Unsupervised Learning Based on Proteomic Signatures Identifies Distinct Subgroups of Heart Failure With Mildly Reduced Ejection Fraction

Heart failure with mildly-reduced ejection fraction (HFmrEF) lacks therapeutic strategies due to heterogeneity and dynamic transitions between HFrEF/HFpEF. Proteins constitute predominant drug targets and primary mediators of signaling pathways in HF. We measured 92 plasma proteins (Olink CardiovascularIII) in 230 HF patients from BIOMS-HF registry. Fifteen, eighteen, and fifteen baseline proteins discriminated MACEs were determined in HFmrEF, HFpEF, and HFrEF, respectively. Pathway enrichment revealed shared signaling in HFmrEF/HFpEF (apoptosis, etc.), HFmrEF/HFrEF (vascular regulation, etc.), and HFmrEF/HFrEF/HFpEF (inflammatory/hormonal signaling).
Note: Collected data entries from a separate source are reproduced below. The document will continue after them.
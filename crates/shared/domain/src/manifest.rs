use serde::{Deserialize, Serialize};
use serde_json::Value;

/// Parsed `manifest.json`. The document is open-shaped; only a few paths are read.
#[derive(Debug, Default, Clone, PartialEq, Serialize, Deserialize)]
#[serde(transparent)]
pub struct ManifestConfig(Value);

impl ManifestConfig {
    #[must_use]
    pub const fn new(value: Value) -> Self {
        Self(value)
    }

    /// `h5.router.mode`, when present and a string.
    #[must_use]
    pub fn router_mode(&self) -> Option<&str> {
        self.0.pointer("/h5/router/mode").and_then(Value::as_str)
    }
}

impl From<Value> for ManifestConfig {
    fn from(value: Value) -> Self {
        Self(value)
    }
}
Four patient phenotypes were identified according to proteomic signatures using unsupervised learning: Cluster1 (younger, smokers, lowest MACEs [29.5%]); Cluster2 (elderly, higher comorbidity, diastolic dysfunction); Cluster3 (systolic dysfunction, elevated heart rates, responsive to HFrEF therapies); Cluster4 (high inflammation, cardiometabolic disturbances, highest MACEs [74.4%]). Cross-referenced with druggable genome database, TNF-R1 was revealed as an appealing druggable target for cluster2/4, while OPN and MMP-2 for cluster3/4. Unsupervised learning based on proteomics identified four HFmrEF phenotypes, each providing druggable targets according to distinct pathophysiological pathways.